**** DATASET RECORDS ****
use crate::form::{MovieForm, SubmitOutcome};
use crate::runtime::command::Command;
use crate::terminal::KeyEvent;

/// Terminal-independent session state: routes keys to commands and
/// commands to the form.
pub struct App {
    form: MovieForm,
    exit_after_submit: bool,
    should_exit: bool,
    added: usize,
}

impl App {
    pub fn new(form: MovieForm) -> Self {
        Self {
            form,
            exit_after_submit: false,
            should_exit: false,
            added: 0,
        }
    }

    pub fn exit_after_submit(mut self, enabled: bool) -> Self {
        self.exit_after_submit = enabled;
        self
    }

    pub fn form(&self) -> &MovieForm {
        &self.form
    }

    pub fn should_exit(&self) -> bool {
        self.should_exit
    }

    pub fn added(&self) -> usize {
        self.added
    }

    /// Returns whether the screen needs redrawing.
    pub fn handle_key(&mut self, key: KeyEvent) -> bool {
        self.process_command(Command::from_key(key))
    }

    pub fn process_command(&mut self, command: Command) -> bool {
        if command == Command::Exit {
            tracing::debug!("exit requested");
            self.should_exit = true;
            return false;
        }

        let update = self.form.handle_command(command);
        if update.outcome == Some(SubmitOutcome::Added) {
            self.added += 1;
            tracing::debug!(added = self.added, "record accepted");
            if self.exit_after_submit {
                self.should_exit = true;
            }
        }
        update.render
    }
}

#[cfg(test)]
mod tests {
    use super::App;
    use crate::form::{FieldName, MovieForm, MovieRecord};
    use crate::terminal::{KeyCode, KeyEvent, KeyModifiers};
    use std::sync::mpsc;

    fn press(app: &mut App, code: KeyCode) -> bool {
        app.handle_key(KeyEvent::plain(code))
    }

    fn type_text(app: &mut App, text: &str) {
        for ch in text.chars() {
            press(app, KeyCode::Char(ch));
        }
    }

    fn channel_app() -> (App, mpsc::Receiver<MovieRecord>) {
        let (tx, rx) = mpsc::channel();
        let form = MovieForm::new(move |record| {
            let _ = tx.send(record);
        });
        (App::new(form), rx)
    }

    #[test]
    fn keyboard_session_adds_a_movie() {
        let (mut app, rx) = channel_app();
        type_text(&mut app, "Inception");
        press(&mut app, KeyCode::Tab);
        press(&mut app, KeyCode::Tab);
        type_text(&mut app, "https://img");
        press(&mut app, KeyCode::Tab);
        type_text(&mut app, "https://imdb");
        press(&mut app, KeyCode::Down);
        type_text(&mut app, "tt1");
        press(&mut app, KeyCode::Tab);
        assert!(app.form().submit_enabled());
        press(&mut app, KeyCode::Enter);

        let record = rx.try_recv().expect("record");
        assert_eq!(record.title, "Inception");
        assert_eq!(record.description, "");
        assert_eq!(record.imdb_id, "tt1");
        assert!(rx.try_recv().is_err());
        assert_eq!(app.added(), 1);
        assert!(!app.should_exit());
        for field in FieldName::ALL {
            assert_eq!(app.form().value(field), "");
        }
    }

    #[test]
    fn once_mode_exits_after_first_record() {
        let (app, _rx) = channel_app();
        let mut app = app.exit_after_submit(true);
        for (field, value) in [
            (FieldName::Title, "Inception"),
            (FieldName::ImgUrl, "https://img"),
            (FieldName::ImdbUrl, "https://imdb"),
            (FieldName::ImdbId, "tt1"),
        ] {
            app.form.change(field, value);
        }
        app.handle_key(KeyEvent::ctrl(KeyCode::Char('s')));
        assert!(app.should_exit());
    }

    #[test]
    fn rejected_submit_does_not_count() {
        let (mut app, rx) = channel_app();
        app.handle_key(KeyEvent::ctrl(KeyCode::Char('s')));
        assert_eq!(app.added(), 0);
        assert!(rx.try_recv().is_err());
    }

    #[test]
    fn escape_and_ctrl_c_exit() {
        let (mut app, _rx) = channel_app();
        assert!(!press(&mut app, KeyCode::Esc));
        assert!(app.should_exit());

        let (mut app, _rx) = channel_app();
        app.handle_key(KeyEvent::new(KeyCode::Char('c'), KeyModifiers::CONTROL));
        assert!(app.should_exit());
    }

    #[test]
    fn shift_tab_walks_backwards_and_touches() {
        let (mut app, _rx) = channel_app();
        app.handle_key(KeyEvent::new(KeyCode::BackTab, KeyModifiers::SHIFT));
        assert!(app.form().touched(FieldName::Title));
        app.handle_key(KeyEvent::new(KeyCode::BackTab, KeyModifiers::SHIFT));
        assert!(!app.form().touched(FieldName::ImdbId));
        app.handle_key(KeyEvent::plain(KeyCode::Up));
        assert!(app.form().touched(FieldName::ImdbId));
    }
}
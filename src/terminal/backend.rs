use crate::terminal::keys::KeyEvent;
use crate::ui::renderer::RenderFrame;
use crate::ui::span::{SpanLine, Tone};
use crossterm::cursor::{Hide, MoveTo, Show, position};
use crossterm::event::{self, Event, KeyEventKind};
use crossterm::style::{ContentStyle, PrintStyledContent, Stylize};
use crossterm::terminal::{
    self, BeginSynchronizedUpdate, Clear, ClearType, EndSynchronizedUpdate, EnterAlternateScreen,
    LeaveAlternateScreen, ScrollUp,
};
use crossterm::{execute, queue};
use serde::Deserialize;
use std::io::{self, Stdout, Write};
use std::time::Duration;
use unicode_width::UnicodeWidthChar;

#[derive(Debug, Clone, Copy, PartialEq, Eq, Default, Deserialize)]
#[serde(rename_all = "kebab-case")]
pub enum RenderMode {
    #[default]
    AltScreen,
    Inline,
}

#[derive(Debug, Clone, Copy, PartialEq, Eq)]
pub enum TerminalEvent {
    Key(KeyEvent),
    Resize(TerminalSize),
    /// Nothing arrived before the poll timeout.
    Idle,
}

#[derive(Debug, Clone, Copy, PartialEq, Eq)]
pub struct TerminalSize {
    pub width: u16,
    pub height: u16,
}

#[derive(Debug, Clone, Copy, PartialEq, Eq)]
pub struct CursorPos {
    pub col: u16,
    pub row: u16,
}

/// Draws the form either on the alternate screen or in place below the
/// shell prompt. Both modes share one draw path; they differ only in the
/// row the form starts on.
pub struct Terminal {
    out: Stdout,
    size: TerminalSize,
    mode: RenderMode,
    origin: u16,
    drawn_rows: u16,
    last_frame: Vec<SpanLine>,
}

impl Terminal {
    pub fn new() -> io::Result<Self> {
        let (width, height) = terminal::size()?;
        Ok(Self {
            out: io::stdout(),
            size: TerminalSize { width, height },
            mode: RenderMode::default(),
            origin: 0,
            drawn_rows: 0,
            last_frame: Vec::new(),
        })
    }

    pub fn with_mode(mut self, mode: RenderMode) -> Self {
        self.mode = mode;
        self
    }

    pub fn set_size(&mut self, size: TerminalSize) {
        self.size = size;
        self.origin = self.origin.min(size.height.saturating_sub(1));
    }

    pub fn enter(&mut self) -> io::Result<()> {
        let (width, height) = terminal::size()?;
        self.set_size(TerminalSize { width, height });
        tracing::debug!(mode = ?self.mode, width, height, "entering terminal");
        terminal::enable_raw_mode()?;
        match self.mode {
            RenderMode::AltScreen => {
                self.origin = 0;
                execute!(self.out, EnterAlternateScreen, Hide)
            }
            RenderMode::Inline => {
                let (_, row) = position()?;
                self.set_origin(row);
                execute!(self.out, Hide)
            }
        }
    }

    /// Restores the terminal and leaves the final form on the main screen.
    pub fn exit(&mut self) -> io::Result<()> {
        tracing::debug!(mode = ?self.mode, "leaving terminal");
        terminal::disable_raw_mode()?;
        match self.mode {
            RenderMode::AltScreen => {
                execute!(self.out, LeaveAlternateScreen)?;
                let width = self.size.width;
                for line in std::mem::take(&mut self.last_frame) {
                    self.write_line(&line, width)?;
                    self.out.write_all(b"\r\n")?;
                }
            }
            RenderMode::Inline => {
                let below = self.origin.saturating_add(self.drawn_rows);
                queue!(self.out, MoveTo(0, below.min(self.size.height.saturating_sub(1))))?;
                self.out.write_all(b"\r\n")?;
            }
        }
        execute!(self.out, Show)
    }

    pub fn poll_event(&mut self, timeout: Duration) -> io::Result<TerminalEvent> {
        if !event::poll(timeout)? {
            return Ok(TerminalEvent::Idle);
        }
        Ok(match event::read()? {
            Event::Key(key) if key.kind != KeyEventKind::Release => TerminalEvent::Key(key.into()),
            Event::Resize(width, height) => TerminalEvent::Resize(TerminalSize { width, height }),
            _ => TerminalEvent::Idle,
        })
    }

    pub fn render_frame(&mut self, frame: &RenderFrame) -> io::Result<()> {
        self.last_frame.clone_from(&frame.lines);
        let TerminalSize { width, height } = self.size;
        if width == 0 || height == 0 {
            return Ok(());
        }

        let rows = visible_rows(frame.lines.len(), height);
        queue!(self.out, BeginSynchronizedUpdate)?;
        let overflow = self.origin.saturating_add(rows).saturating_sub(height);
        if overflow > 0 {
            // Inline form ran past the bottom: push the scrollback up.
            queue!(self.out, ScrollUp(overflow))?;
            self.origin -= overflow;
        }
        queue!(self.out, MoveTo(0, self.origin), Clear(ClearType::FromCursorDown))?;

        let first = first_visible_line(frame, rows);
        for (row, line) in frame.lines.iter().skip(first).take(usize::from(rows)).enumerate() {
            queue!(self.out, MoveTo(0, self.origin + row as u16))?;
            self.write_line(line, width)?;
        }
        self.drawn_rows = rows;

        match frame.cursor.and_then(|cursor| on_screen(cursor, first, rows)) {
            Some(CursorPos { col, row }) => {
                let col = col.min(width.saturating_sub(1));
                queue!(self.out, MoveTo(col, self.origin + row), Show)?;
            }
            None => queue!(self.out, Hide)?,
        }
        queue!(self.out, EndSynchronizedUpdate)?;
        self.out.flush()
    }

    fn set_origin(&mut self, row: u16) {
        self.origin = row.min(self.size.height.saturating_sub(1));
        self.drawn_rows = 0;
    }

    fn write_line(&mut self, line: &SpanLine, width: u16) -> io::Result<()> {
        // Leave the last column free so the terminal never wraps.
        let mut budget = usize::from(width.saturating_sub(1).max(1));
        for span in line {
            let (text, used) = clip(&span.text, budget);
            if !text.is_empty() {
                queue!(self.out, PrintStyledContent(tone_style(span.tone).apply(text)))?;
            }
            budget -= used;
            if budget == 0 {
                break;
            }
        }
        Ok(())
    }
}

fn visible_rows(lines: usize, height: u16) -> u16 {
    u16::try_from(lines).unwrap_or(u16::MAX).min(height)
}

/// Index of the first frame line drawn, chosen so the cursor row fits.
fn first_visible_line(frame: &RenderFrame, rows: u16) -> usize {
    let rows = usize::from(rows);
    let last_start = frame.lines.len().saturating_sub(rows);
    frame
        .cursor
        .map_or(0, |cursor| (usize::from(cursor.row) + 1).saturating_sub(rows))
        .min(last_start)
}

fn on_screen(cursor: CursorPos, first: usize, rows: u16) -> Option<CursorPos> {
    let row = usize::from(cursor.row).checked_sub(first)?;
    (row < usize::from(rows)).then_some(CursorPos {
        col: cursor.col,
        row: row as u16,
    })
}

/// Longest prefix of `text` fitting in `budget` columns, and its width.
/// Line breaks inside a span are not drawn.
fn clip(text: &str, budget: usize) -> (String, usize) {
    let mut used = 0;
    let mut out = String::new();
    for ch in text.chars().filter(|ch| *ch != '\n' && *ch != '\r') {
        let w = ch.width().unwrap_or(0);
        if used + w > budget {
            break;
        }
        used += w;
        out.push(ch);
    }
    (out, used)
}

fn tone_style(tone: Tone) -> ContentStyle {
    let style = ContentStyle::new();
    match tone {
        Tone::Plain => style,
        Tone::Heading | Tone::FocusedLabel => style.dark_cyan().bold(),
        Tone::Muted | Tone::ButtonDisabled => style.dark_grey(),
        Tone::Error => style.red(),
        Tone::ButtonReady => style.green(),
        Tone::ButtonFocused => style.white().on_dark_blue().bold(),
    }
}

#[cfg(test)]
mod tests {
    use super::{CursorPos, clip, first_visible_line, on_screen, visible_rows};
    use crate::ui::renderer::RenderFrame;

    fn frame(lines: usize, cursor_row: Option<u16>) -> RenderFrame {
        RenderFrame {
            lines: vec![Vec::new(); lines],
            cursor: cursor_row.map(|row| CursorPos { col: 0, row }),
        }
    }

    #[test]
    fn clip_counts_display_columns() {
        assert_eq!(clip("hello", 3), ("hel".to_string(), 3));
        assert_eq!(clip("日本語", 5), ("日本".to_string(), 4));
        assert_eq!(clip("a\nb", 5), ("ab".to_string(), 2));
    }

    #[test]
    fn short_terminal_keeps_cursor_row_visible() {
        let rows = visible_rows(30, 10);
        assert_eq!(rows, 10);
        let first = first_visible_line(&frame(30, Some(25)), rows);
        assert_eq!(first, 16);
        assert_eq!(
            on_screen(CursorPos { col: 4, row: 25 }, first, rows),
            Some(CursorPos { col: 4, row: 9 })
        );
        assert_eq!(first_visible_line(&frame(30, Some(2)), rows), 0);
        assert_eq!(first_visible_line(&frame(30, None), rows), 0);
    }

    #[test]
    fn cursor_above_window_is_hidden() {
        assert_eq!(on_screen(CursorPos { col: 0, row: 3 }, 5, 10), None);
        assert_eq!(on_screen(CursorPos { col: 0, row: 20 }, 5, 10), None);
    }

    #[test]
    fn tall_terminal_draws_whole_frame() {
        assert_eq!(visible_rows(18, 40), 18);
        assert_eq!(first_visible_line(&frame(18, Some(17)), 18), 0);
    }
}
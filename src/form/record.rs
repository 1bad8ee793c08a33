use serde::{Deserialize, Serialize};

/// A finished form submission. Every field is trimmed.
#[derive(Debug, Clone, Default, PartialEq, Eq, Serialize, Deserialize)]
#[serde(rename_all = "camelCase")]
pub struct MovieRecord {
    pub title: String,
    pub description: String,
    pub img_url: String,
    pub imdb_url: String,
    pub imdb_id: String,
}

#[cfg(test)]
mod tests {
    use super::MovieRecord;

    #[test]
    fn serializes_with_camel_case_keys() {
        let record = MovieRecord {
            title: "Inception".to_string(),
            description: String::new(),
            img_url: "https://img".to_string(),
            imdb_url: "https://imdb".to_string(),
            imdb_id: "tt1".to_string(),
        };
        let json = serde_json::to_value(&record).expect("json");
        assert_eq!(json["imgUrl"], "https://img");
        assert_eq!(json["imdbUrl"], "https://imdb");
        assert_eq!(json["imdbId"], "tt1");
        assert_eq!(json["description"], "");
    }
}
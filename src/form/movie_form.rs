use crate::form::field::FieldName;
use crate::form::focus::{FORM_TEST_ID, FocusState, FocusTarget, SUBMIT_TEST_ID};
use crate::form::record::MovieRecord;
use crate::form::rules::{self, INVALID_URL_MESSAGE};
use crate::form::touched::TouchedFlags;
use crate::form::values::FieldValues;
use crate::runtime::command::Command;
use crate::ui::element::{Element, Tag, TEST_ID_ATTR};
use crate::widgets::{
    ButtonProps, FieldInput, FieldProps, InteractionResult, SubmitButton, Widget, WidgetAction,
};

pub const DEFAULT_HEADING: &str = "Add a new movie";
pub const DEFAULT_SUBMIT_LABEL: &str = "Add Movie";

pub type OnAdd = Box<dyn FnMut(MovieRecord) + Send>;

#[derive(Debug, Clone, Copy, PartialEq, Eq)]
pub enum SubmitOutcome {
    /// The record went to `on_add` and the form was cleared.
    Added,
    /// The form was invalid; nothing changed.
    Rejected,
}

#[derive(Debug, Clone, Copy, Default, PartialEq, Eq)]
pub struct FormUpdate {
    pub render: bool,
    pub outcome: Option<SubmitOutcome>,
}

impl FormUpdate {
    fn render() -> Self {
        Self {
            render: true,
            outcome: None,
        }
    }
}

/// The "new movie" form.
///
/// Owns the five field values and their touched flags; the [`FieldInput`]s
/// only ever see them as props. Validity is recomputed from the values on
/// every query and never stored.
pub struct MovieForm {
    heading: String,
    values: FieldValues,
    touched: TouchedFlags,
    inputs: Vec<FieldInput>,
    submit: SubmitButton,
    focus: FocusState,
    on_add: OnAdd,
}

impl MovieForm {
    pub fn new(on_add: impl FnMut(MovieRecord) + Send + 'static) -> Self {
        Self {
            heading: DEFAULT_HEADING.to_string(),
            values: FieldValues::default(),
            touched: TouchedFlags::default(),
            inputs: FieldName::ALL.into_iter().map(build_input).collect(),
            submit: build_submit(DEFAULT_SUBMIT_LABEL),
            focus: FocusState::default(),
            on_add: Box::new(on_add),
        }
    }

    pub fn with_heading(mut self, heading: impl Into<String>) -> Self {
        self.heading = heading.into();
        self
    }

    pub fn with_submit_label(mut self, label: impl Into<String>) -> Self {
        self.submit = build_submit(label);
        self
    }

    pub fn value(&self, field: FieldName) -> &str {
        self.values.get(field)
    }

    pub fn values(&self) -> &FieldValues {
        &self.values
    }

    pub fn touched(&self, field: FieldName) -> bool {
        self.touched.get(field)
    }

    pub fn touched_flags(&self) -> TouchedFlags {
        self.touched
    }

    pub fn input(&self, field: FieldName) -> &FieldInput {
        &self.inputs[field.index()]
    }

    /// Change notification from a field: stores the new raw value.
    pub fn change(&mut self, field: FieldName, value: impl Into<String>) {
        self.values.set(field, value.into());
    }

    /// Blur notification from a field: marks only that field touched.
    pub fn blur(&mut self, field: FieldName) {
        if !self.touched.get(field) {
            tracing::debug!(%field, "field touched");
        }
        self.touched.mark(field);
    }

    pub fn is_valid(&self) -> bool {
        rules::form_is_valid(&self.values)
    }

    pub fn submit_enabled(&self) -> bool {
        self.is_valid()
    }

    pub fn visible_error(&self, field: FieldName) -> Option<String> {
        self.input(field).visible_error(self.field_props(field))
    }

    /// Validates again, emits the trimmed record and clears the form.
    /// An invalid form is left exactly as it was.
    pub fn submit(&mut self) -> SubmitOutcome {
        if !self.is_valid() {
            tracing::debug!("submit rejected, form invalid");
            return SubmitOutcome::Rejected;
        }

        let record = self.values.to_record();
        tracing::info!(title = %record.title, imdb_id = %record.imdb_id, "movie added");
        (self.on_add)(record);
        self.reset();

        // Back to the first field without blur notifications, so the cleared
        // form starts untouched.
        self.focus = FocusState::default();
        self.inputs[FieldName::Title.index()].focus("");
        SubmitOutcome::Added
    }

    pub fn reset(&mut self) {
        tracing::debug!(touched = self.touched.any(), "form reset");
        self.values.clear();
        self.touched.reset();
    }

    pub fn focused(&self) -> FocusTarget {
        self.focus.current()
    }

    pub fn focus(&mut self, target: FocusTarget) {
        self.move_focus(|focus| {
            focus.set(target);
        });
    }

    /// Focuses the element carrying `data-cy="<id>"`.
    pub fn focus_by_test_id(&mut self, id: &str) -> bool {
        match FocusTarget::from_test_id(id) {
            Some(target) => {
                self.focus(target);
                true
            }
            None => false,
        }
    }

    /// Caret offset inside the focused field, if a field has focus.
    pub fn caret(&self) -> Option<usize> {
        let field = self.focused().field()?;
        Some(self.input(field).caret(self.value(field)))
    }

    pub fn view(&self) -> Element {
        let mut form = Element::new(Tag::Form)
            .with_attr("class", "new-movie")
            .with_attr(TEST_ID_ATTR, FORM_TEST_ID)
            .with_child(
                Element::new(Tag::Heading)
                    .with_attr("class", "new-movie__title")
                    .with_text(self.heading.as_str()),
            );
        for field in FieldName::ALL {
            form = form.with_child(self.input(field).view(self.field_props(field)));
        }
        form.with_child(self.submit.view(self.button_props()))
    }

    pub fn handle_command(&mut self, command: Command) -> FormUpdate {
        match command {
            Command::NextFocus => {
                self.move_focus(FocusState::next);
                FormUpdate::render()
            }
            Command::PrevFocus => {
                self.move_focus(FocusState::prev);
                FormUpdate::render()
            }
            Command::Submit => FormUpdate {
                render: true,
                outcome: Some(self.submit()),
            },
            Command::InputKey(key) => match self.focused() {
                FocusTarget::Field(field) => {
                    let props = props_for(&self.values, self.touched, &self.focus, field);
                    let result = self.inputs[field.index()].on_key(key, props);
                    self.apply(Some(field), result)
                }
                FocusTarget::Submit => {
                    let props = self.button_props();
                    let result = self.submit.on_key(key, props);
                    self.apply(None, result)
                }
            },
            Command::TextAction(action) => match self.focused() {
                FocusTarget::Field(field) => {
                    let props = props_for(&self.values, self.touched, &self.focus, field);
                    let result = self.inputs[field.index()].on_text_action(action, props);
                    self.apply(Some(field), result)
                }
                FocusTarget::Submit => FormUpdate::default(),
            },
            Command::Exit => FormUpdate::default(),
        }
    }

    fn field_props(&self, field: FieldName) -> FieldProps<'_> {
        props_for(&self.values, self.touched, &self.focus, field)
    }

    fn button_props(&self) -> ButtonProps {
        ButtonProps {
            enabled: self.submit_enabled(),
            focused: self.focus.is_focused(FocusTarget::Submit),
        }
    }

    fn move_focus(&mut self, step: impl FnOnce(&mut FocusState)) {
        let from = self.focus.current();
        step(&mut self.focus);
        let to = self.focus.current();
        if from == to {
            return;
        }
        tracing::debug!(from = from.test_id(), to = to.test_id(), "focus moved");

        if let Some(field) = from.field() {
            let result = self.inputs[field.index()].blur();
            self.apply(Some(field), result);
        }
        if let Some(field) = to.field() {
            let value = self.values.get(field);
            self.inputs[field.index()].focus(value);
        }
    }

    fn apply(&mut self, source: Option<FieldName>, result: InteractionResult) -> FormUpdate {
        let mut update = FormUpdate {
            render: result.request_render,
            outcome: None,
        };
        for action in result.actions {
            match (action, source) {
                (WidgetAction::Changed(value), Some(field)) => self.change(field, value),
                (WidgetAction::Blurred, Some(field)) => self.blur(field),
                (WidgetAction::Submit, _) => update.outcome = Some(self.submit()),
                _ => {}
            }
        }
        update
    }
}

// Borrows only the values, so the caller can still reach the inputs mutably.
fn props_for<'a>(
    values: &'a FieldValues,
    touched: TouchedFlags,
    focus: &FocusState,
    field: FieldName,
) -> FieldProps<'a> {
    FieldProps {
        value: values.get(field),
        touched: touched.get(field),
        focused: focus.is_focused(FocusTarget::Field(field)),
    }
}

fn build_input(field: FieldName) -> FieldInput {
    let input = FieldInput::new(field.key(), field.label()).with_attr(TEST_ID_ATTR, field.test_id());
    match field {
        FieldName::Title | FieldName::ImdbId => input.required(),
        FieldName::Description => input,
        FieldName::ImgUrl | FieldName::ImdbUrl => input
            .required()
            .with_custom_validation(rules::url_predicate())
            .with_error_message(INVALID_URL_MESSAGE),
    }
}

fn build_submit(label: impl Into<String>) -> SubmitButton {
    SubmitButton::new(label)
        .with_attr("class", "new-movie__submit")
        .with_attr(TEST_ID_ATTR, SUBMIT_TEST_ID)
}
//! File logging through `tracing`. The terminal owns stdout while the form
//! is open, so logs only ever go to disk.

use crate::error::{Error, Result};
use std::path::PathBuf;
use tracing_subscriber::{EnvFilter, fmt, prelude::*};

pub const LOG_ENV: &str = "MOVIE_FORM_LOG";
const LOG_FILE: &str = "movie-form.log";

/// Installs the global subscriber writing a daily-rotated log file.
///
/// The level is taken from `MOVIE_FORM_LOG` (e.g. `MOVIE_FORM_LOG=debug`).
pub fn init(log_dir: Option<PathBuf>) -> Result<PathBuf> {
    let log_dir = log_dir.unwrap_or_else(default_log_directory);
    std::fs::create_dir_all(&log_dir)?;

    let file_appender = tracing_appender::rolling::daily(&log_dir, LOG_FILE);
    let env_filter =
        EnvFilter::try_from_env(LOG_ENV).unwrap_or_else(|_| EnvFilter::new("movie_form=info,warn"));

    tracing_subscriber::registry()
        .with(env_filter)
        .with(
            fmt::layer()
                .with_writer(file_appender)
                .with_ansi(false)
                .with_target(true)
                .with_file(true)
                .with_line_number(true),
        )
        .try_init()
        .map_err(|err| Error::Logging(err.to_string()))?;

    tracing::info!(log_dir = %log_dir.display(), "movie-form starting");
    Ok(log_dir)
}

pub fn default_log_directory() -> PathBuf {
    let base = dirs::data_local_dir().unwrap_or_else(|| PathBuf::from("."));
    base.join("movie-form").join("logs")
}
****
- [TASK ITEM]:
Bring together all lines of the entries above in which the string "starts" occurs.

- [OUTPUT OF THE EXERCISE]:
/// row the form starts on.
        // form starts untouched.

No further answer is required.